I love the way you tell stories. Nice mix of facts and prose. I'm looking forward to your next post.

Anonymous said...

daddy, you said Sam Phillips wasn't a racist. He promoted Elvis and didn't do much for the black musicians. Don't make excuses for them.

MacDaddy said...

sdg: Thanks.
anon: You're not going to like my answer, but I'm going to say it anyway. First, I didn't say he wasn't a racist. I said the fact that he used Elvis to play black music showed an understanding of a racist white America. Just so you know, he used money from the sale of Elvis records to record blacks as well as whites.

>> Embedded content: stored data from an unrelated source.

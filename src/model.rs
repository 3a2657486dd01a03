//! Canonical, provider-agnostic repository model.
//!
//! Both hosting providers are normalized into the shapes below before any
//! reconciliation happens. Instances are snapshots taken at run start; the
//! engine never mutates a fetched source repository.

use std::collections::HashMap;

use serde::{Deserialize, Serialize};

/// Hosting providers supported for one end of a mirror run.
#[derive(Debug, Clone, Copy, PartialEq, Eq, Serialize, Deserialize)]
#[serde(rename_all = "lowercase")]
pub enum ProviderKind {
    Github,
    Gitee,
}

impl ProviderKind {
    pub fn as_str(&self) -> &'static str {
        match self {
            ProviderKind::Github => "github",
            ProviderKind::Gitee => "gitee",
        }
    }

    /// Host used when a clone URL has to be synthesized from a coordinate.
    pub fn host(&self) -> &'static str {
        match self {
            ProviderKind::Github => "github.com",
            ProviderKind::Gitee => "gitee.com",
        }
    }

    pub fn parse(s: &str) -> Option<Self> {
        match s {
            "github" => Some(ProviderKind::Github),
            "gitee" => Some(ProviderKind::Gitee),
            _ => None,
        }
    }
}

impl std::fmt::Display for ProviderKind {
    fn fmt(&self, f: &mut std::fmt::Formatter<'_>) -> std::fmt::Result {
        f.write_str(self.as_str())
    }
}

/// Account kind selecting the listing endpoint on a provider.
#[derive(Debug, Clone, Copy, PartialEq, Eq, Serialize, Deserialize)]
#[serde(rename_all = "lowercase")]
pub enum AccountKind {
    User,
    Org,
}

impl AccountKind {
    pub fn parse(s: &str) -> Option<Self> {
        match s {
            "user" => Some(AccountKind::User),
            "org" => Some(AccountKind::Org),
            _ => None,
        }
    }
}

/// Preferred transport for clone/push URLs.
#[derive(Debug, Clone, Copy, PartialEq, Eq, Serialize, Deserialize)]
#[serde(rename_all = "lowercase")]
pub enum CloneProtocol {
    Ssh,
    Https,
}

impl CloneProtocol {
    pub fn parse(s: &str) -> Option<Self> {
        match s {
            "ssh" => Some(CloneProtocol::Ssh),
            "https" => Some(CloneProtocol::Https),
            _ => None,
        }
    }
}

/// Repository owner as reported by the provider. `kind` keeps the
/// provider's native account-type string ("User", "Organization",
/// "personal", ...).
#[derive(Debug, Clone, Default, Serialize, Deserialize)]
pub struct Owner {
    pub name: String,
    pub kind: Option<String>,
}

#[derive(Debug, Clone, Default, Serialize, Deserialize)]
pub struct Organization {
    pub name: String,
    pub description: Option<String>,
    pub kind: Option<String>,
}

/// Canonical repository record shared by both provider adapters.
#[derive(Debug, Clone, Default, Serialize, Deserialize)]
pub struct Repository {
    pub owner: Owner,
    pub name: String,
    pub full_name: Option<String>,
    pub description: Option<String>,
    pub homepage: Option<String>,
    pub html_url: Option<String>,
    pub clone_url: Option<String>,
    pub ssh_url: Option<String>,
    pub fork: bool,
    pub private: bool,
    pub topics: Vec<String>,
    pub archived: bool,
    pub organization: Option<Organization>,
}

impl Repository {
    /// Clone/push URL for the requested protocol, falling back to whichever
    /// URL the provider reported.
    pub fn remote_url(&self, protocol: CloneProtocol) -> Option<String> {
        match protocol {
            CloneProtocol::Ssh => self.ssh_url.clone().or_else(|| self.clone_url.clone()),
            CloneProtocol::Https => self.clone_url.clone().or_else(|| self.ssh_url.clone()),
        }
    }
}

/// Mutable fields submitted on repository create/update calls.
#[derive(Debug, Clone, Default, Serialize, Deserialize)]
pub struct RepositoryRequest {
    pub name: String,
    pub description: Option<String>,
    pub homepage: Option<String>,
    pub topics: Vec<String>,
    pub private: bool,
}

impl RepositoryRequest {
    /// Request carrying the source repository's mutable fields under a
    /// resolved destination name.
    pub fn from_source(src: &Repository, dest_name: &str) -> Self {
        Self {
            name: dest_name.to_string(),
            description: src.description.clone(),
            homepage: src.homepage.clone(),
            topics: src.topics.clone(),
            private: src.private,
        }
    }
}

/// Repositories owned by one account on one provider, keyed by name.
///
/// Insertion order reflects page order from the listing endpoints and is
/// preserved for deterministic processing.
#[derive(Debug, Clone, Default)]
pub struct Catalog {
    repos: Vec<Repository>,
    index: HashMap<String, usize>,
}

impl Catalog {
    pub fn new() -> Self {
        Self::default()
    }

    pub fn from_repos(repos: Vec<Repository>) -> Self {
        let mut catalog = Self::new();
        for repo in repos {
            catalog.insert(repo);
        }
        catalog
    }

    /// Insert a repository; a later entry with the same name replaces the
    /// earlier one in place without disturbing catalog order.
    pub fn insert(&mut self, repo: Repository) {
        match self.index.get(&repo.name) {
            Some(&pos) => self.repos[pos] = repo,
            None => {
                self.index.insert(repo.name.clone(), self.repos.len());
                self.repos.push(repo);
            }
        }
    }

    pub fn get(&self, name: &str) -> Option<&Repository> {
        self.index.get(name).map(|&pos| &self.repos[pos])
    }

    pub fn iter(&self) -> impl Iterator<Item = &Repository> {
        self.repos.iter()
    }

    pub fn len(&self) -> usize {
        self.repos.len()
    }

    pub fn is_empty(&self) -> bool {
        self.repos.is_empty()
    }
}

/// Synthesize a remote URL from a coordinate when the destination
/// repository record is unavailable (for example after a failed create).
pub fn synthesized_remote_url(
    provider: ProviderKind,
    account: &str,
    name: &str,
    protocol: CloneProtocol,
) -> String {
    match protocol {
        CloneProtocol::Ssh => format!("git@{}:{}/{}.git", provider.host(), account, name),
        CloneProtocol::Https => format!("https://{}/{}/{}.git", provider.host(), account, name),
    }
}

/// Optional-string equality where an absent value and an empty string are
/// the same thing; providers report missing metadata either way.
pub fn opt_str_eq(a: Option<&str>, b: Option<&str>) -> bool {
    a.unwrap_or("") == b.unwrap_or("")
}

/// Drop duplicate names while keeping first-occurrence order.
pub fn dedup_preserving(names: &[String]) -> Vec<String> {
    let mut seen = HashMap::with_capacity(names.len());
    let mut out = Vec::with_capacity(names.len());
    for name in names {
        if seen.insert(name.clone(), ()).is_none() {
            out.push(name.clone());
        }
    }
    out
}

#[cfg(test)]
mod tests {
    use super::*;

    fn repo(name: &str) -> Repository {
        Repository {
            name: name.to_string(),
            ..Default::default()
        }
    }

    #[test]
    fn test_opt_str_eq_treats_none_and_empty_alike() {
        assert!(opt_str_eq(None, None));
        assert!(opt_str_eq(None, Some("")));
        assert!(opt_str_eq(Some(""), None));
        assert!(opt_str_eq(Some("a"), Some("a")));
        assert!(!opt_str_eq(Some("a"), Some("b")));
        assert!(!opt_str_eq(Some("a"), None));
    }

    #[test]
    fn test_catalog_preserves_insertion_order() {
        let catalog = Catalog::from_repos(vec![repo("zeta"), repo("alpha"), repo("mid")]);

        let names: Vec<&str> = catalog.iter().map(|r| r.name.as_str()).collect();
        assert_eq!(names, vec!["zeta", "alpha", "mid"]);
        assert_eq!(catalog.len(), 3);
        assert!(catalog.get("alpha").is_some());
        assert!(catalog.get("missing").is_none());
    }

    #[test]
    fn test_catalog_replaces_duplicate_names_in_place() {
        let mut first = repo("dup");
        first.description = Some("old".to_string());
        let mut second = repo("dup");
        second.description = Some("new".to_string());

        let catalog = Catalog::from_repos(vec![repo("a"), first, repo("b"), second]);

        assert_eq!(catalog.len(), 3);
        let names: Vec<&str> = catalog.iter().map(|r| r.name.as_str()).collect();
        assert_eq!(names, vec!["a", "dup", "b"]);
        assert_eq!(catalog.get("dup").unwrap().description.as_deref(), Some("new"));
    }

    #[test]
    fn test_remote_url_prefers_requested_protocol() {
        let mut r = repo("x");
        r.clone_url = Some("https://github.com/u/x.git".to_string());
        r.ssh_url = Some("git@github.com:u/x.git".to_string());

        assert_eq!(
            r.remote_url(CloneProtocol::Https).as_deref(),
            Some("https://github.com/u/x.git")
        );
        assert_eq!(
            r.remote_url(CloneProtocol::Ssh).as_deref(),
            Some("git@github.com:u/x.git")
        );

        // Falls back to the other style when the preferred one is missing.
        r.ssh_url = None;
        assert_eq!(
            r.remote_url(CloneProtocol::Ssh).as_deref(),
            Some("https://github.com/u/x.git")
        );
    }

    #[test]
    fn test_synthesized_remote_url() {
        assert_eq!(
            synthesized_remote_url(ProviderKind::Gitee, "acct", "repo", CloneProtocol::Ssh),
            "git@gitee.com:acct/repo.git"
        );
        assert_eq!(
            synthesized_remote_url(ProviderKind::Github, "acct", "repo", CloneProtocol::Https),
            "https://github.com/acct/repo.git"
        );
    }

    #[test]
    fn test_dedup_preserving_keeps_first_occurrence() {
        let names = vec![
            "b".to_string(),
            "a".to_string(),
            "b".to_string(),
            "c".to_string(),
            "a".to_string(),
        ];
        assert_eq!(dedup_preserving(&names), vec!["b", "a", "c"]);
    }
}
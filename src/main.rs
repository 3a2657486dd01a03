use anyhow::Result;
use clap::Parser;
use tracing::info;
use tracing_subscriber::{fmt, prelude::*, EnvFilter};

use repomirror::config::{parse_mappings, parse_name_list};
use repomirror::{Config, MirrorDriver};

#[derive(Parser)]
#[command(name = "repomirror")]
#[command(about = "Mirror git repositories between hosting providers")]
#[command(version)]
struct Cli {
    /// Source coordinate, e.g. github/xiexianbin
    #[arg(long)]
    src: Option<String>,

    /// Source provider access token (needed to list private repositories)
    #[arg(long)]
    src_token: Option<String>,

    /// Destination coordinate, e.g. gitee/xiexianbin
    #[arg(long)]
    dst: Option<String>,

    /// SSH private key used to push to the destination
    #[arg(long)]
    dst_key: Option<String>,

    /// Destination provider access token (needed to create repositories)
    #[arg(long)]
    dst_token: Option<String>,

    /// Source account kind: user or org
    #[arg(long)]
    account_type: Option<String>,

    /// Destination account kind, defaults to --account-type
    #[arg(long)]
    dst_account_type: Option<String>,

    /// Clone/push transport: ssh or https
    #[arg(long)]
    clone_style: Option<String>,

    /// Local working-copy cache root
    #[arg(long)]
    cache_path: Option<String>,

    /// Repositories to skip, e.g. "repo1,repo2,repo3"
    #[arg(long)]
    black_list: Option<String>,

    /// Mirror exactly these repositories, e.g. "repo1,repo2,repo3"
    #[arg(long)]
    white_list: Option<String>,

    /// Source to destination renames, e.g. "A=>B, C=>CC"
    #[arg(long)]
    mappings: Option<String>,

    /// Force-push branches and tags
    #[arg(long)]
    force_update: bool,

    /// Per-git-operation timeout, e.g. 600, 30m, 2h
    #[arg(long)]
    timeout: Option<String>,

    /// Configuration file path (defaults to XDG config location)
    #[arg(short, long)]
    config: Option<std::path::PathBuf>,

    /// Verbose logging
    #[arg(short, long)]
    verbose: bool,
}

#[tokio::main]
async fn main() -> Result<()> {
    let cli = Cli::parse();

    init_logging(cli.verbose)?;
    info!("Starting repomirror v{}", env!("CARGO_PKG_VERSION"));

    let config = load_config(&cli)?;
    let spec = config.resolve()?;

    let driver = MirrorDriver::new(spec).await?;
    let summary = driver.run().await?;

    println!("Mirror run complete");
    println!("   Planned:           {}", summary.planned);
    println!("   Mirrored:          {}", summary.mirrored);
    println!("   Empty (skipped):   {}", summary.skipped_empty);
    println!("   Metadata failures: {}", summary.metadata_failures);

    Ok(())
}

/// Initialize logging based on verbosity level
fn init_logging(verbose: bool) -> Result<()> {
    let filter = if verbose {
        EnvFilter::try_from_default_env().unwrap_or_else(|_| EnvFilter::new("debug"))
    } else {
        EnvFilter::try_from_default_env().unwrap_or_else(|_| EnvFilter::new("info"))
    };

    tracing_subscriber::registry()
        .with(fmt::layer())
        .with(filter)
        .init();

    Ok(())
}

/// Load the YAML configuration (explicit path, else the default location,
/// else built-in defaults) and apply CLI flags on top. Flags win.
fn load_config(cli: &Cli) -> Result<Config> {
    let mut config = match &cli.config {
        Some(path) => Config::load(path)?,
        None => {
            let path = Config::default_config_path()?;
            if path.exists() {
                Config::load(&path)?
            } else {
                Config::default()
            }
        }
    };

    if let Some(src) = &cli.src {
        config.source = src.clone();
    }
    if let Some(dst) = &cli.dst {
        config.destination = dst.clone();
    }
    if cli.src_token.is_some() {
        config.source_token = cli.src_token.clone();
    }
    if cli.dst_token.is_some() {
        config.dest_token = cli.dst_token.clone();
    }
    if cli.dst_key.is_some() {
        config.dest_ssh_key = cli.dst_key.clone();
    }
    if let Some(kind) = &cli.account_type {
        config.account_type = kind.clone();
    }
    if cli.dst_account_type.is_some() {
        config.dest_account_type = cli.dst_account_type.clone();
    }
    if let Some(style) = &cli.clone_style {
        config.clone_style = style.clone();
    }
    if let Some(path) = &cli.cache_path {
        config.cache_path = path.clone();
    }
    if let Some(list) = &cli.black_list {
        config.black_list = parse_name_list(list);
    }
    if let Some(list) = &cli.white_list {
        config.white_list = parse_name_list(list);
    }
    if let Some(mappings) = &cli.mappings {
        config.mappings = parse_mappings(mappings)?;
    }
    if cli.force_update {
        config.force_update = true;
    }
    if let Some(timeout) = &cli.timeout {
        config.timeout = timeout.clone();
    }

    Ok(config)
}
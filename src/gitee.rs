//! Gitee provider adapter over the v5 REST API.
//!
//! Gitee has no maintained Rust SDK, so this adapter speaks the REST API
//! directly through reqwest. Authentication is an `access_token` query
//! parameter on every call.

use async_trait::async_trait;
use reqwest::StatusCode;
use serde::Deserialize;
use tracing::{debug, info};

use crate::error::{MirrorError, Result};
use crate::model::{
    AccountKind, Organization, Owner, ProviderKind, Repository, RepositoryRequest,
};
use crate::provider::Provider;

const DEFAULT_BASE_URL: &str = "https://gitee.com/api/v5";
const MAX_PER_PAGE: u32 = 100;

pub struct GiteeProvider {
    http: reqwest::Client,
    base_url: String,
    token: Option<String>,
}

/// Wire shape of a Gitee project (subset of fields this engine reads).
#[derive(Debug, Deserialize)]
struct GiteeProject {
    name: String,
    full_name: Option<String>,
    description: Option<String>,
    html_url: String,
    ssh_url: Option<String>,
    homepage: Option<String>,
    #[serde(default)]
    fork: bool,
    #[serde(default)]
    private: bool,
    owner: Option<GiteeUser>,
    namespace: Option<GiteeNamespace>,
}

#[derive(Debug, Deserialize)]
struct GiteeUser {
    login: String,
    #[serde(rename = "type")]
    kind: Option<String>,
}

#[derive(Debug, Deserialize)]
struct GiteeNamespace {
    name: String,
    #[serde(rename = "type")]
    kind: Option<String>,
}

#[derive(Debug, Deserialize)]
struct GiteeGroup {
    login: String,
    description: Option<String>,
}

impl GiteeProvider {
    pub fn new(token: Option<&str>) -> Result<Self> {
        Self::with_base_url(DEFAULT_BASE_URL, token)
    }

    /// Constructor with an explicit API base, used by HTTP-mock tests.
    pub fn with_base_url(base_url: &str, token: Option<&str>) -> Result<Self> {
        let http = reqwest::Client::builder()
            .user_agent(concat!("repomirror/", env!("CARGO_PKG_VERSION")))
            .build()
            .map_err(|e| api_err(e.to_string()))?;

        Ok(Self {
            http,
            base_url: base_url.trim_end_matches('/').to_string(),
            token: token.map(str::to_string),
        })
    }

    fn url(&self, path: &str) -> String {
        format!("{}{}", self.base_url, path)
    }

    fn auth_query(&self) -> Vec<(&'static str, String)> {
        match &self.token {
            Some(token) => vec![("access_token", token.clone())],
            None => Vec::new(),
        }
    }

    async fn get_response(
        &self,
        path: &str,
        extra_query: &[(&'static str, String)],
    ) -> Result<reqwest::Response> {
        let mut query = self.auth_query();
        query.extend_from_slice(extra_query);

        self.http
            .get(self.url(path))
            .query(&query)
            .send()
            .await
            .map_err(|e| api_err(e.to_string()))
    }

    /// Page through a listing endpoint until a short page comes back.
    async fn list_projects(&self, path: &str) -> Result<Vec<GiteeProject>> {
        let mut projects: Vec<GiteeProject> = Vec::new();
        let mut page = 1u32;

        loop {
            let query = [
                ("page", page.to_string()),
                ("per_page", MAX_PER_PAGE.to_string()),
            ];
            let resp = self.get_response(path, &query).await?;

            if resp.status() == StatusCode::NOT_FOUND {
                return Err(MirrorError::not_found("Repository listing", path));
            }
            let resp = check_status(resp).await?;

            let items: Vec<GiteeProject> =
                resp.json().await.map_err(|e| api_err(e.to_string()))?;
            let count = items.len();
            projects.extend(items);

            if count < MAX_PER_PAGE as usize {
                break;
            }
            page += 1;
        }

        Ok(projects)
    }
}

#[async_trait]
impl Provider for GiteeProvider {
    fn kind(&self) -> ProviderKind {
        ProviderKind::Gitee
    }

    async fn list_organizations(&self, user: &str) -> Result<Vec<Organization>> {
        let path = format!("/users/{}/orgs", user);
        let query = [("per_page", MAX_PER_PAGE.to_string())];
        let resp = check_status(self.get_response(&path, &query).await?).await?;

        let groups: Vec<GiteeGroup> = resp.json().await.map_err(|e| api_err(e.to_string()))?;
        Ok(groups.into_iter().map(map_group).collect())
    }

    async fn get_organization(&self, name: &str) -> Result<Organization> {
        let resp = self.get_response(&format!("/orgs/{}", name), &[]).await?;
        if resp.status() == StatusCode::NOT_FOUND {
            return Err(MirrorError::not_found("Organization", name));
        }
        let resp = check_status(resp).await?;

        let group: GiteeGroup = resp.json().await.map_err(|e| api_err(e.to_string()))?;
        Ok(map_group(group))
    }

    async fn list_repositories(&self, account: &str, kind: AccountKind) -> Result<Vec<Repository>> {
        let path = match kind {
            // /user/repos lists the token's own repositories.
            AccountKind::User => "/user/repos".to_string(),
            AccountKind::Org => format!("/orgs/{}/repos", account),
        };

        let projects = self.list_projects(&path).await?;
        let repos: Vec<Repository> = projects.into_iter().map(map_project).collect();

        info!("found {} repositories for gitee/{}", repos.len(), account);
        Ok(repos)
    }

    async fn get_repository(&self, owner: &str, name: &str) -> Result<Repository> {
        let path = format!("/repos/{}/{}", owner, name);
        let resp = self.get_response(&path, &[]).await?;
        if resp.status() == StatusCode::NOT_FOUND {
            return Err(MirrorError::not_found(
                "Repository",
                format!("{}/{}", owner, name),
            ));
        }
        let resp = check_status(resp).await?;

        let project: GiteeProject = resp.json().await.map_err(|e| api_err(e.to_string()))?;
        Ok(map_project(project))
    }

    async fn create_repository(&self, owner: &str, req: &RepositoryRequest) -> Result<Repository> {
        if req.name.is_empty() {
            return Err(MirrorError::config("new repo name must not be empty"));
        }

        // An organization and a user account take different create
        // endpoints; probe which one the destination account is.
        let path = match self.get_organization(owner).await {
            Ok(_) => format!("/orgs/{}/repos", owner),
            Err(_) => "/user/repos".to_string(),
        };

        let body = request_body(req);
        let result = self
            .http
            .post(self.url(&path))
            .query(&self.auth_query())
            .json(&body)
            .send()
            .await
            .map_err(|e| api_err(e.to_string()))?;

        if result.status().is_success() {
            let project: GiteeProject =
                result.json().await.map_err(|e| api_err(e.to_string()))?;
            return Ok(map_project(project));
        }

        // Gitee rejects duplicate names with a 4xx; treat an existing
        // repository as the create result (idempotent create).
        let detail = response_detail(result).await;
        if let Ok(existing) = self.get_repository(owner, &req.name).await {
            debug!("repository {} already exists, re-fetching", req.name);
            return Ok(existing);
        }

        Err(MirrorError::CreateFailed {
            name: req.name.clone(),
            detail,
        })
    }

    async fn update_repository(
        &self,
        owner: &str,
        name: &str,
        req: &RepositoryRequest,
    ) -> Result<Repository> {
        // Gitee requires the (unchanged) name in every PATCH body.
        let mut body = request_body(req);
        body["name"] = serde_json::Value::String(name.to_string());

        let result = self
            .http
            .patch(self.url(&format!("/repos/{}/{}", owner, name)))
            .query(&self.auth_query())
            .json(&body)
            .send()
            .await
            .map_err(|e| api_err(e.to_string()))?;

        if !result.status().is_success() {
            return Err(MirrorError::UpdateFailed {
                owner: owner.to_string(),
                name: name.to_string(),
                detail: response_detail(result).await,
            });
        }

        let project: GiteeProject = result.json().await.map_err(|e| api_err(e.to_string()))?;
        Ok(map_project(project))
    }
}

fn request_body(req: &RepositoryRequest) -> serde_json::Value {
    let mut body = serde_json::Map::new();
    body.insert("name".into(), req.name.clone().into());
    if let Some(description) = &req.description {
        body.insert("description".into(), description.clone().into());
    }
    if let Some(homepage) = &req.homepage {
        body.insert("homepage".into(), homepage.clone().into());
    }
    body.insert("private".into(), req.private.into());
    serde_json::Value::Object(body)
}

fn map_project(project: GiteeProject) -> Repository {
    let html_url = project.html_url.trim_end_matches(".git").to_string();

    Repository {
        owner: project
            .owner
            .map(|o| Owner {
                name: o.login,
                kind: o.kind,
            })
            .unwrap_or_default(),
        name: project.name,
        full_name: project.full_name,
        description: project.description,
        homepage: project.homepage,
        html_url: Some(html_url),
        clone_url: Some(project.html_url),
        ssh_url: project.ssh_url,
        fork: project.fork,
        private: project.private,
        // Gitee's repository listing carries no topic set.
        topics: Vec::new(),
        archived: false,
        organization: project.namespace.map(|ns| Organization {
            name: ns.name,
            description: None,
            kind: ns.kind,
        }),
    }
}

fn map_group(group: GiteeGroup) -> Organization {
    Organization {
        name: group.login,
        description: group.description,
        kind: None,
    }
}

fn api_err(detail: String) -> MirrorError {
    MirrorError::Api {
        provider: "gitee",
        detail,
    }
}

async fn check_status(resp: reqwest::Response) -> Result<reqwest::Response> {
    if resp.status().is_success() {
        Ok(resp)
    } else {
        Err(api_err(response_detail(resp).await))
    }
}

async fn response_detail(resp: reqwest::Response) -> String {
    let status = resp.status();
    let body = resp.text().await.unwrap_or_default();
    format!("status {}: {}", status, body)
}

I could be wrong on this, but I see him as a shrewd businessman but also a guy who wanted to expose people to the talent that came through Sun Records. Like it or not, Elvis caused a lot of that to happen. Once he made Elvis famous, other musicians like Johnny Cash and Chuck Berry came to Sun Records

MacDaddy said...

anon: If you come across an article on Sam Phillips or Elvis that indicate or suggest that they were racist, send it to me and I'll share it. Meanwhile, here's an article from the New York Times related to the subject. It's called "How did Elvis get to be racist?"
http://www.nytimes.com/2007/08/11/opinion/11guralnick.html?_r=1&oref=slogin

Torrance Stephens - All-Mi-T said...

u know im from memphis - sun records
that texas man could play a guitar

rainywalker said...

daddyBstrong,
Your educating me here and brings back some good merories. Thanks!!

MacDaddy said...

torrance: Coming from Memphis, you probably know this stuff already. I apologized, if I'm insulting your intelligence.
rainywalker: It brings back good memories for me too. I just pulled out a CD with a song by Little Richard called "Send me some loving." What a sweet ballad!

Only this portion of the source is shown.